**GIVEN INFORMATION**

*-*-*

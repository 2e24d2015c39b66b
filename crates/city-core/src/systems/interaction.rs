//! Encounter Detection
//!
//! Pairs up free agents that come within talking distance of each other.
//! Pairs are visited in ascending id order and each agent joins at most one
//! new conversation per frame.

use bevy_ecs::prelude::*;
use std::collections::BTreeSet;

use city_events::{AgentDescriptor, ConversationKey, EventKind};

use crate::components::agent::{describe, AgentId, AgentName, AgentOwner, Interacting, TilePosition};
use crate::components::clock::SimClock;
use crate::config::ConversationConfig;
use crate::events::PendingEvents;
use crate::systems::conversation::{Conversation, Conversations, RecentPartners};

/// Dialogue to be generated for a new conversation
#[derive(Debug, Clone, PartialEq)]
pub struct DialogueRequest {
    pub key: ConversationKey,
    pub created_at_ms: u64,
    pub first: AgentDescriptor,
    pub second: AgentDescriptor,
}

/// Resource: requests the runner hands to the dialogue generator
#[derive(Resource, Debug, Default)]
pub struct DialogueOutbox {
    requests: Vec<DialogueRequest>,
}

impl DialogueOutbox {
    pub fn new() -> Self {
        Self::default()
    }

    pub fn push(&mut self, request: DialogueRequest) {
        self.requests.push(request);
    }

    pub fn drain(&mut self) -> Vec<DialogueRequest> {
        std::mem::take(&mut self.requests)
    }

    pub fn len(&self) -> usize {
        self.requests.len()
    }

    pub fn is_empty(&self) -> bool {
        self.requests.is_empty()
    }
}

struct Candidate {
    descriptor: AgentDescriptor,
    position: TilePosition,
    interacting: bool,
}

/// Pairs that should start talking, in ascending id order.
///
/// `candidates` must be sorted by id. Agents already interacting, or paired
/// earlier in the same pass, are skipped.
fn find_encounters(
    candidates: &[Candidate],
    distance: f32,
    recent: &RecentPartners,
) -> Vec<(usize, usize)> {
    let mut claimed: BTreeSet<usize> = BTreeSet::new();
    let mut pairs = Vec::new();

    for i in 0..candidates.len() {
        if candidates[i].interacting || claimed.contains(&i) {
            continue;
        }
        for j in (i + 1)..candidates.len() {
            if candidates[j].interacting || claimed.contains(&j) {
                continue;
            }
            let Some(key) =
                ConversationKey::new(candidates[i].descriptor.id, candidates[j].descriptor.id)
            else {
                continue;
            };
            if recent.contains(&key) {
                continue;
            }
            if candidates[i].position.distance_to(&candidates[j].position) < distance {
                claimed.insert(i);
                claimed.insert(j);
                pairs.push((i, j));
                break;
            }
        }
    }
    pairs
}

/// System: start conversations between agents that have met
pub fn detect_encounters(
    clock: Res<SimClock>,
    settings: Res<ConversationConfig>,
    mut conversations: ResMut<Conversations>,
    mut outbox: ResMut<DialogueOutbox>,
    mut recent: ResMut<RecentPartners>,
    mut events: ResMut<PendingEvents>,
    mut query: Query<(&AgentId, &AgentName, &AgentOwner, &TilePosition, &mut Interacting)>,
) {
    let mut candidates: Vec<Candidate> = query
        .iter()
        .map(|(id, name, owner, position, interacting)| Candidate {
            descriptor: describe(id, name, owner),
            position: *position,
            interacting: interacting.0,
        })
        .collect();
    candidates.sort_by_key(|c| c.descriptor.id);

    // Pairs that have drifted apart may meet again
    recent.retain(|key| {
        let [low, high] = key.agents();
        let position = |id: u32| {
            candidates
                .iter()
                .find(|c| c.descriptor.id == id)
                .map(|c| c.position)
        };
        match (position(low), position(high)) {
            (Some(a), Some(b)) => a.distance_to(&b) < settings.interaction_distance,
            _ => false,
        }
    });

    let pairs = find_encounters(&candidates, settings.interaction_distance, &recent);
    if pairs.is_empty() {
        return;
    }

    let now = clock.now_ms();
    let mut started: BTreeSet<u32> = BTreeSet::new();
    for (i, j) in pairs {
        let (first, second) = (&candidates[i], &candidates[j]);
        let Some(key) = ConversationKey::new(first.descriptor.id, second.descriptor.id) else {
            continue;
        };
        let midpoint = first.position.midpoint(&second.position);

        conversations.insert(Conversation::new(
            key,
            [first.descriptor.name.clone(), second.descriptor.name.clone()],
            now,
            settings.duration_ms,
            midpoint,
        ));
        outbox.push(DialogueRequest {
            key,
            created_at_ms: now,
            first: first.descriptor.clone(),
            second: second.descriptor.clone(),
        });
        events.record(
            clock.stamp(),
            EventKind::ConversationStarted {
                key,
                agents: key.agents(),
                midpoint: (midpoint.x, midpoint.y),
            },
        );
        tracing::debug!(
            key = %key,
            first = %first.descriptor.name,
            second = %second.descriptor.name,
            "Conversation started"
        );
        started.insert(first.descriptor.id);
        started.insert(second.descriptor.id);
    }

    for (id, _, _, _, mut interacting) in query.iter_mut() {
        if started.contains(&id.0) {
            interacting.0 = true;
        }
    }
}
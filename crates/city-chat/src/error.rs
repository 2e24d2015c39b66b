//! Chat and dialogue error types.

use thiserror::Error;

/// Errors from LLM calls and reply interpretation.
#[derive(Debug, Error)]
pub enum ChatError {
    /// HTTP request failed.
    #[error("LLM request failed: {0}")]
    RequestFailed(String),

    /// LLM response was not valid JSON.
    #[error("Failed to parse LLM response as JSON: {0}")]
    Parse(String),

    /// LLM response parsed but had the wrong shape.
    #[error("LLM output schema validation failed: {0}")]
    Schema(String),

    #[error("LLM request timed out after {0}ms")]
    Timeout(u64),

    #[error("LLM provider unavailable: {0}")]
    Unavailable(String),

    #[error("All LLM retry attempts exhausted after {attempts} tries: {last_error}")]
    RetriesExhausted { attempts: u32, last_error: String },
}

impl From<reqwest::Error> for ChatError {
    fn from(err: reqwest::Error) -> Self {
        if err.is_timeout() {
            ChatError::Timeout(0)
        } else if err.is_connect() {
            ChatError::Unavailable(err.to_string())
        } else {
            ChatError::RequestFailed(err.to_string())
        }
    }
}
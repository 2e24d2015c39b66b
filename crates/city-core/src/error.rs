//! Error types for the simulation crate.

use thiserror::Error;

use city_registry::RegistryError;

use crate::config::ConfigError;

#[derive(Debug, Error)]
pub enum CityError {
    #[error("Configuration error: {0}")]
    Config(#[from] ConfigError),

    #[error("IO error: {0}")]
    Io(#[from] std::io::Error),

    #[error("JSON error: {0}")]
    Json(#[from] serde_json::Error),

    #[error("Registry error: {0}")]
    Registry(#[from] RegistryError),
}
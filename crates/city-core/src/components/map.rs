//! City Map
//!
//! A fixed grid crossed by horizontal and vertical road lines, with buildings
//! and houses placed between them. There is no explicit road graph: whether a
//! point is on a road is decided geometrically against the road lines.

use bevy_ecs::prelude::*;
use rand::Rng;
use serde::{Deserialize, Serialize};
use std::f32::consts::{FRAC_PI_2, PI, TAU};

use crate::components::agent::TilePosition;
use crate::config::MapConfig;

/// Headings along an east-west road
pub const HORIZONTAL_HEADINGS: [f32; 2] = [0.0, PI];
/// Headings along a north-south road
pub const VERTICAL_HEADINGS: [f32; 2] = [FRAC_PI_2, -FRAC_PI_2];
/// Headings available at an intersection
pub const CARDINAL_HEADINGS: [f32; 4] = [0.0, PI, FRAC_PI_2, -FRAC_PI_2];

/// Which road (if any) a point lies on
#[derive(Debug, Clone, Copy, PartialEq, Eq, Serialize, Deserialize)]
#[serde(rename_all = "snake_case")]
pub enum RoadAxis {
    Horizontal,
    Vertical,
    Intersection,
    OffRoad,
}

impl RoadAxis {
    /// Pick a heading valid for this axis. Off-road gets any direction.
    pub fn sample_heading<R: Rng + ?Sized>(self, rng: &mut R) -> f32 {
        match self {
            RoadAxis::Horizontal => HORIZONTAL_HEADINGS[rng.gen_range(0..2)],
            RoadAxis::Vertical => VERTICAL_HEADINGS[rng.gen_range(0..2)],
            RoadAxis::Intersection => CARDINAL_HEADINGS[rng.gen_range(0..4)],
            RoadAxis::OffRoad => rng.gen_range(0.0..TAU),
        }
    }
}

#[derive(Debug, Clone, Copy, PartialEq, Eq, Serialize, Deserialize)]
#[serde(rename_all = "snake_case")]
pub enum StructureKind {
    Building,
    House,
}

/// A static rectangle drawn on the map
#[derive(Debug, Clone, PartialEq, Serialize, Deserialize)]
pub struct Structure {
    pub kind: StructureKind,
    pub label: String,
    pub x: f32,
    pub y: f32,
    pub width: f32,
    pub height: f32,
}

impl Structure {
    pub fn new(
        kind: StructureKind,
        label: impl Into<String>,
        x: f32,
        y: f32,
        width: f32,
        height: f32,
    ) -> Self {
        Self {
            kind,
            label: label.into(),
            x,
            y,
            width,
            height,
        }
    }

    pub fn contains(&self, x: f32, y: f32) -> bool {
        x >= self.x && x < self.x + self.width && y >= self.y && y < self.y + self.height
    }
}

/// Resource: the static city layout
#[derive(Resource, Debug, Clone)]
pub struct CityMap {
    pub width: f32,
    pub height: f32,
    pub horizontal_roads: Vec<f32>,
    pub vertical_roads: Vec<f32>,
    pub tolerance: f32,
    pub buildings: Vec<Structure>,
    pub houses: Vec<Structure>,
}

impl Default for CityMap {
    fn default() -> Self {
        Self::from_config(&MapConfig::default())
    }
}

impl CityMap {
    pub fn from_config(config: &MapConfig) -> Self {
        Self {
            width: config.width,
            height: config.height,
            horizontal_roads: config.horizontal_roads.clone(),
            vertical_roads: config.vertical_roads.clone(),
            tolerance: config.road_tolerance,
            buildings: config.buildings.clone(),
            houses: config.houses.clone(),
        }
    }

    pub fn in_bounds(&self, x: f32, y: f32) -> bool {
        (0.0..=self.width).contains(&x) && (0.0..=self.height).contains(&y)
    }

    pub fn on_horizontal_road(&self, x: f32, y: f32) -> bool {
        self.in_bounds(x, y)
            && self
                .horizontal_roads
                .iter()
                .any(|road| (y - road).abs() < self.tolerance)
    }

    pub fn on_vertical_road(&self, x: f32, y: f32) -> bool {
        self.in_bounds(x, y)
            && self
                .vertical_roads
                .iter()
                .any(|road| (x - road).abs() < self.tolerance)
    }

    pub fn is_on_road(&self, x: f32, y: f32) -> bool {
        self.on_horizontal_road(x, y) || self.on_vertical_road(x, y)
    }

    pub fn road_axis(&self, x: f32, y: f32) -> RoadAxis {
        match (self.on_horizontal_road(x, y), self.on_vertical_road(x, y)) {
            (true, true) => RoadAxis::Intersection,
            (true, false) => RoadAxis::Horizontal,
            (false, true) => RoadAxis::Vertical,
            (false, false) => RoadAxis::OffRoad,
        }
    }

    pub fn axis_at(&self, position: &TilePosition) -> RoadAxis {
        self.road_axis(position.x, position.y)
    }

    /// Uniformly pick a road line, then a point along it
    pub fn random_road_point<R: Rng + ?Sized>(&self, rng: &mut R) -> Option<TilePosition> {
        let total = self.horizontal_roads.len() + self.vertical_roads.len();
        if total == 0 {
            return None;
        }
        let pick = rng.gen_range(0..total);
        let point = if pick < self.horizontal_roads.len() {
            TilePosition::new(rng.gen_range(0.0..=self.width), self.horizontal_roads[pick])
        } else {
            let x = self.vertical_roads[pick - self.horizontal_roads.len()];
            TilePosition::new(x, rng.gen_range(0.0..=self.height))
        };
        Some(point)
    }

    /// Closest point lying exactly on a road line
    pub fn nearest_road_point(&self, position: &TilePosition) -> Option<TilePosition> {
        let x = position.x.clamp(0.0, self.width);
        let y = position.y.clamp(0.0, self.height);

        let horizontal = self
            .horizontal_roads
            .iter()
            .map(|road| TilePosition::new(x, *road));
        let vertical = self
            .vertical_roads
            .iter()
            .map(|road| TilePosition::new(*road, y));

        horizontal.chain(vertical).min_by(|a, b| {
            a.distance_to(position)
                .partial_cmp(&b.distance_to(position))
                .unwrap_or(std::cmp::Ordering::Equal)
        })
    }

    /// Every structure, buildings first
    pub fn structures(&self) -> impl Iterator<Item = &Structure> {
        self.buildings.iter().chain(self.houses.iter())
    }
}

#[cfg(test)]
mod tests {
    use super::*;
    use rand::rngs::SmallRng;
    use rand::SeedableRng;

    #[test]
    fn test_road_predicates() {
        let map = CityMap::default();
        assert!(map.on_horizontal_road(8.0, 6.0));
        assert!(map.on_horizontal_road(8.0, 6.09));
        assert!(!map.on_horizontal_road(8.0, 6.2));
        assert!(map.on_vertical_road(16.05, 2.0));
        assert!(!map.is_on_road(11.0, 9.0));
    }

    #[test]
    fn test_out_of_bounds_is_off_road() {
        let map = CityMap::default();
        assert!(!map.is_on_road(-0.5, 6.0));
        assert!(!map.is_on_road(25.5, 6.0));
        assert!(map.is_on_road(25.0, 6.0));
    }

    #[test]
    fn test_axis_classification() {
        let map = CityMap::default();
        assert_eq!(map.road_axis(8.0, 6.0), RoadAxis::Intersection);
        assert_eq!(map.road_axis(10.0, 6.0), RoadAxis::Horizontal);
        assert_eq!(map.road_axis(16.0, 3.0), RoadAxis::Vertical);
        assert_eq!(map.road_axis(11.0, 9.0), RoadAxis::OffRoad);
    }

    #[test]
    fn test_sampled_headings_match_axis() {
        let mut rng = SmallRng::seed_from_u64(7);
        for _ in 0..50 {
            let h = RoadAxis::Horizontal.sample_heading(&mut rng);
            assert!(HORIZONTAL_HEADINGS.contains(&h));
            let v = RoadAxis::Vertical.sample_heading(&mut rng);
            assert!(VERTICAL_HEADINGS.contains(&v));
            let i = RoadAxis::Intersection.sample_heading(&mut rng);
            assert!(CARDINAL_HEADINGS.contains(&i));
            let o = RoadAxis::OffRoad.sample_heading(&mut rng);
            assert!((0.0..TAU).contains(&o));
        }
    }

    #[test]
    fn test_random_road_points_are_on_road() {
        let map = CityMap::default();
        let mut rng = SmallRng::seed_from_u64(11);
        for _ in 0..200 {
            let p = map.random_road_point(&mut rng).unwrap();
            assert!(map.is_on_road(p.x, p.y), "({}, {}) off road", p.x, p.y);
        }
    }

    #[test]
    fn test_nearest_road_point() {
        let map = CityMap::default();
        let p = map.nearest_road_point(&TilePosition::new(10.0, 7.0)).unwrap();
        assert_eq!(p, TilePosition::new(10.0, 6.0));
        let p = map.nearest_road_point(&TilePosition::new(15.0, 2.0)).unwrap();
        assert_eq!(p, TilePosition::new(16.0, 2.0));
    }

    #[test]
    fn test_default_structures_avoid_roads() {
        let map = CityMap::default();
        for s in map.structures() {
            for road in &map.horizontal_roads {
                assert!(*road <= s.y || *road >= s.y + s.height, "{} blocks a road", s.label);
            }
            for road in &map.vertical_roads {
                assert!(*road <= s.x || *road >= s.x + s.width, "{} blocks a road", s.label);
            }
        }
    }
}
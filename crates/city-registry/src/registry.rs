//! Agent Registry
//!
//! The agent registry contract: deploy an agent with a stake, kill it,
//! withdraw the stake of a dead agent, claim accrued rewards, and read or
//! write the agent's reputation.

use serde::{Deserialize, Serialize};
use std::collections::BTreeMap;
use std::path::Path;

use crate::error::RegistryError;
use crate::wallet::is_valid_address;

/// Reputation every new agent starts with
pub const STARTING_REPUTATION: u8 = 50;

/// One registered agent
#[derive(Debug, Clone, PartialEq, Eq, Serialize, Deserialize)]
pub struct AgentRecord {
    pub id: u32,
    pub name: String,
    /// Address of the account that deployed the agent
    pub owner: String,
    /// The agent's own wallet address
    pub address: String,
    /// 0..=100
    pub reputation: u8,
    pub alive: bool,
    /// Deposit locked at creation, withdrawable once the agent is dead
    pub stake: u64,
    pub pending_reward: u64,
}

/// Registry operations consumed by the simulation, chat and game scoring
pub trait AgentRegistry {
    fn create_agent(
        &mut self,
        name: &str,
        owner: &str,
        address: &str,
        stake: u64,
    ) -> Result<u32, RegistryError>;

    fn kill_agent(&mut self, id: u32) -> Result<(), RegistryError>;

    fn agent(&self, id: u32) -> Result<&AgentRecord, RegistryError>;

    fn set_reputation(&mut self, id: u32, reputation: u8) -> Result<(), RegistryError>;

    /// Add to an agent's unclaimed reward
    fn credit_reward(&mut self, id: u32, amount: u64) -> Result<(), RegistryError>;

    /// Take and zero the pending reward of a live agent
    fn claim_reward(&mut self, id: u32) -> Result<u64, RegistryError>;

    /// Take and zero the stake of a dead agent
    fn withdraw(&mut self, id: u32) -> Result<u64, RegistryError>;

    /// Ids of all live agents, ascending
    fn live_agents(&self) -> Vec<u32>;
}

/// Registry kept in memory, optionally persisted as JSON
#[derive(Debug, Clone, Default, Serialize, Deserialize)]
pub struct InMemoryRegistry {
    agents: BTreeMap<u32, AgentRecord>,
    next_id: u32,
}

impl InMemoryRegistry {
    pub fn new() -> Self {
        Self::default()
    }

    pub fn load(path: &Path) -> Result<Self, RegistryError> {
        let content = std::fs::read_to_string(path)?;
        Ok(serde_json::from_str(&content)?)
    }

    /// Load from `path`, or start empty if the file does not exist yet
    pub fn load_or_default(path: &Path) -> Result<Self, RegistryError> {
        if path.exists() {
            Self::load(path)
        } else {
            Ok(Self::new())
        }
    }

    pub fn save(&self, path: &Path) -> Result<(), RegistryError> {
        let json = serde_json::to_string_pretty(self)?;
        std::fs::write(path, json)?;
        Ok(())
    }

    pub fn len(&self) -> usize {
        self.agents.len()
    }

    pub fn is_empty(&self) -> bool {
        self.agents.is_empty()
    }

    pub fn records(&self) -> impl Iterator<Item = &AgentRecord> {
        self.agents.values()
    }

    fn live_mut(&mut self, id: u32) -> Result<&mut AgentRecord, RegistryError> {
        let record = self
            .agents
            .get_mut(&id)
            .ok_or(RegistryError::UnknownAgent(id))?;
        if !record.alive {
            return Err(RegistryError::AgentDead(id));
        }
        Ok(record)
    }
}

impl AgentRegistry for InMemoryRegistry {
    fn create_agent(
        &mut self,
        name: &str,
        owner: &str,
        address: &str,
        stake: u64,
    ) -> Result<u32, RegistryError> {
        for addr in [owner, address] {
            if !is_valid_address(addr) {
                return Err(RegistryError::InvalidAddress(addr.to_string()));
            }
        }

        let id = self.next_id;
        self.next_id += 1;
        self.agents.insert(
            id,
            AgentRecord {
                id,
                name: name.to_string(),
                owner: owner.to_string(),
                address: address.to_string(),
                reputation: STARTING_REPUTATION,
                alive: true,
                stake,
                pending_reward: 0,
            },
        );
        tracing::info!(agent_id = id, name, "Agent registered");
        Ok(id)
    }

    fn kill_agent(&mut self, id: u32) -> Result<(), RegistryError> {
        let record = self.live_mut(id)?;
        record.alive = false;
        tracing::info!(agent_id = id, "Agent killed");
        Ok(())
    }

    fn agent(&self, id: u32) -> Result<&AgentRecord, RegistryError> {
        self.agents.get(&id).ok_or(RegistryError::UnknownAgent(id))
    }

    fn set_reputation(&mut self, id: u32, reputation: u8) -> Result<(), RegistryError> {
        self.live_mut(id)?.reputation = reputation.min(crate::reputation::MAX_REPUTATION);
        Ok(())
    }

    fn credit_reward(&mut self, id: u32, amount: u64) -> Result<(), RegistryError> {
        let record = self.live_mut(id)?;
        record.pending_reward = record.pending_reward.saturating_add(amount);
        Ok(())
    }

    fn claim_reward(&mut self, id: u32) -> Result<u64, RegistryError> {
        let record = self.live_mut(id)?;
        Ok(std::mem::take(&mut record.pending_reward))
    }

    fn withdraw(&mut self, id: u32) -> Result<u64, RegistryError> {
        let record = self
            .agents
            .get_mut(&id)
            .ok_or(RegistryError::UnknownAgent(id))?;
        if record.alive {
            return Err(RegistryError::AgentAlive(id));
        }
        if record.stake == 0 {
            return Err(RegistryError::NothingToWithdraw(id));
        }
        Ok(std::mem::take(&mut record.stake))
    }

    fn live_agents(&self) -> Vec<u32> {
        self.agents
            .values()
            .filter(|r| r.alive)
            .map(|r| r.id)
            .collect()
    }
}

*-*-*

**WHAT IS REQUIRED**
Please give back only the lines between the first line of the entries and the line with "at most one", both ends included, word for word.

**ANSWER SPACE**
repository 2e24d2015c39b66b
filename crates/city-core/src/systems/interaction.rs
//! Encounter Detection
//!
//! Pairs up free agents that come within talking distance of each other.
//! Pairs are visited in ascending id order and each agent joins at most one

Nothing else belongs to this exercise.